American internet personality (born 1994)

Elijah Daniel (born January 9, 1994) is an American comedian, rapper, record producer, songwriter, and author. He became popular online through his satirical social media posts. Daniel began rapping under the name Lil Phag in late 2017.

Daniel rose to prominence as the author of the erotic novel Trump Temptations.

Outside of his solo work, Daniel is a part of the EDM/Pop act adam&steve alongside fiancé, Dr. Woke. Billboard has dubbed the duo "the gay Chainsmokers". They have since released six singles featuring Maty Noyes, Sophie Rose, Gnash, JVZEL, XYLØ, and Waterparks.
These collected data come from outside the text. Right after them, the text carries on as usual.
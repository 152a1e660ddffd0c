//! Document HTTP handlers

use axum::{extract::Path, Json};
use dashboard_model::document::{schema_for, validate_document};
use dashboard_model::{DocumentKind, Validation};
use serde::Serialize;
use serde_json::Value;

use crate::Result;

/// List document kinds response
#[derive(Debug, Serialize)]
pub struct ListKindsResponse {
    pub kinds: Vec<&'static str>,
    pub total: usize,
}

/// List the document kinds the service understands
pub async fn list_kinds() -> Json<ListKindsResponse> {
    let kinds: Vec<&'static str> = DocumentKind::ALL.iter().map(|k| k.as_str()).collect();
    let total = kinds.len();
    Json(ListKindsResponse { kinds, total })
}

/// Get the JSON Schema of a document kind
pub async fn get_schema(Path(kind): Path<String>) -> Result<Json<Value>> {
    let kind = DocumentKind::parse(&kind)?;
    Ok(Json(schema_for(kind)?))
}

/// Validate a document
///
/// An invalid document is still a successful request; the outcome is in
/// the returned `Validation`.
pub async fn validate(
    Path(kind): Path<String>,
    Json(document): Json<Value>,
) -> Result<Json<Validation>> {
    let kind = DocumentKind::parse(&kind)?;
    Ok(Json(validate_document(kind, &document)))
}
//! Health check handler

use axum::Json;
use serde::Serialize;

/// Health response
#[derive(Debug, Serialize)]
pub struct HealthResponse {
    pub status: &'static str,
    pub version: &'static str,
}

/// Report that the service is up
pub async fn health_check() -> Json<HealthResponse> {
    Json(HealthResponse {
        status: "healthy",
        version: env!("CARGO_PKG_VERSION"),
    })
}
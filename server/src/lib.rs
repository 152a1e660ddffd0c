//! Dashboard document service
//!
//! HTTP service the workspace dashboard uses to validate workspace, stack and
//! project documents before sending them to the workspace backend, to fetch
//! their JSON Schemas and to derive new workspace configurations from stacks.

use std::sync::Arc;

pub mod api;
pub mod config;
pub mod error;

pub use api::http::create_router;
pub use config::Config;
pub use error::{Error, Result};

/// Application state shared across handlers
#[derive(Clone)]
pub struct AppState {
    pub config: Arc<Config>,
}

impl AppState {
    pub fn new(config: Config) -> Self {
        Self {
            config: Arc::new(config),
        }
    }
}
//! HTTP API handlers

mod document;
mod editor;
mod health;
mod route;
mod stack;

use axum::{
    http::HeaderValue,
    routing::{get, post},
    Router,
};
use tower_http::cors::{AllowOrigin, Any, CorsLayer};
use tower_http::trace::TraceLayer;
use tracing::warn;

use crate::AppState;

/// Create the HTTP router with all routes
pub fn create_router(state: AppState) -> Router {
    let cors = cors_layer(&state.config.cors_origins);

    let api_routes = Router::new()
        // Health check
        .route("/health", get(health::health_check))
        // Document routes
        .route("/schemas", get(document::list_kinds))
        .route("/schemas/{kind}", get(document::get_schema))
        .route("/validate/{kind}", post(document::validate))
        // Dashboard settings
        .route("/editor-options", get(editor::get_editor_options))
        .route("/route-params", get(route::parse_route_params))
        // Stack routes
        .route("/stacks/instantiate", post(stack::instantiate_stack));

    let prefix = state.config.api_prefix.as_str();
    let app = if prefix == "/" {
        Router::new().merge(api_routes)
    } else {
        Router::new().nest(prefix, api_routes)
    };

    app.layer(TraceLayer::new_for_http())
        .layer(cors)
        .with_state(state)
}

fn cors_layer(origins: &[String]) -> CorsLayer {
    let cors = CorsLayer::new().allow_methods(Any).allow_headers(Any);
    if origins.is_empty() {
        return cors.allow_origin(Any);
    }

    let allowed: Vec<HeaderValue> = origins
        .iter()
        .filter_map(|origin| match HeaderValue::from_str(origin) {
            Ok(value) => Some(value),
            Err(_) => {
                warn!("Ignoring invalid CORS origin: {}", origin);
                None
            }
        })
        .collect();
    cors.allow_origin(AllowOrigin::list(allowed))
}
//! Environment recipe

use schemars::JsonSchema;
use serde::{Deserialize, Serialize};

/// Provisioning format of a recipe
#[derive(Debug, Clone, Copy, PartialEq, Eq, Serialize, Deserialize, JsonSchema)]
#[serde(rename_all = "lowercase")]
pub enum RecipeType {
    /// Dockerfile built into the machine image
    Dockerfile,
    /// Reference to an existing image
    Dockerimage,
    /// Compose file describing several machines
    Compose,
}

impl RecipeType {
    pub fn as_str(&self) -> &'static str {
        match self {
            RecipeType::Dockerfile => "dockerfile",
            RecipeType::Dockerimage => "dockerimage",
            RecipeType::Compose => "compose",
        }
    }

    pub fn from_str(s: &str) -> Option<Self> {
        match s {
            "dockerfile" => Some(RecipeType::Dockerfile),
            "dockerimage" => Some(RecipeType::Dockerimage),
            "compose" => Some(RecipeType::Compose),
            _ => None,
        }
    }

    /// Content type expected for this kind of recipe
    pub fn content_type(&self) -> Option<&'static str> {
        match self {
            RecipeType::Dockerfile => Some("text/x-dockerfile"),
            RecipeType::Dockerimage => None,
            RecipeType::Compose => Some("application/x-yaml"),
        }
    }
}

/// Recipe of a workspace environment
#[derive(Debug, Clone, PartialEq, Serialize, Deserialize, JsonSchema)]
#[serde(rename_all = "camelCase")]
pub struct Recipe {
    /// Recipe body; the image reference for `dockerimage` recipes
    pub content: String,

    #[serde(default, skip_serializing_if = "Option::is_none")]
    pub content_type: Option<String>,

    #[serde(rename = "type")]
    pub recipe_type: String,
}

impl Recipe {
    /// Build a recipe with the content type its kind expects
    pub fn new(kind: RecipeType, content: impl Into<String>) -> Self {
        Self {
            content: content.into(),
            content_type: kind.content_type().map(str::to_string),
            recipe_type: kind.as_str().to_string(),
        }
    }

    pub fn kind(&self) -> Option<RecipeType> {
        RecipeType::from_str(&self.recipe_type)
    }
}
He won the award for Best Comedian with collaborator Christine Sydelko at the 9th Shorty Awards.

== Early life ==
Elijah Daniel was born in Detroit, Michigan. He was raised as an evangelical Christian. After his grandmother became ill, Daniel moved into her residence to care for her. During this period, he began to write comedy to occupy himself. He publicized his comedy work through posts on Twitter.

== Career ==
=== 2013–2016: Career beginnings ===
- White House petition
Daniel led an online White House petition in 2013 to make the Miley Cyrus song "Party in the U.S.A." the U.S. national anthem. It received international coverage. Starting in 2014, he began hosting a weekly internet prank with CollegeHumor called Text Prank Thursday, where he would have his Twitter followers text random phone numbers saying whatever he told them to say. Daniel told Vice that he cultivated a group of followers online who appreciated his absurd and bizarre comedic antics. By 2016, his Twitter following had grown to over 95,000.

- Work with Christine Sydelko
In January 2017, Daniel and Christine Sydelko released a parody video of the song "Closer" originally by The Chainsmokers, featuring Halsey. The video prompted a response from Halsey, who criticized the parody and Daniel and Sydelko's supporters.

- Television pilots
Based on the press he received for his book, Daniel was able to sell two TV series proposals. In conjunction with production firm PRØHBTD, Daniel was given roles of actor, producer, and creator of the two series. These included one docu-series titled Elijah Daniel is Insane, and one scripted comedy titled Social co-starring Vine comedian Christine Sydelko. In October 2016, FOTV Media Networks Inc. announced a business partnership with Daniel and Sydelko to produce a full season of their series Trash, Talking.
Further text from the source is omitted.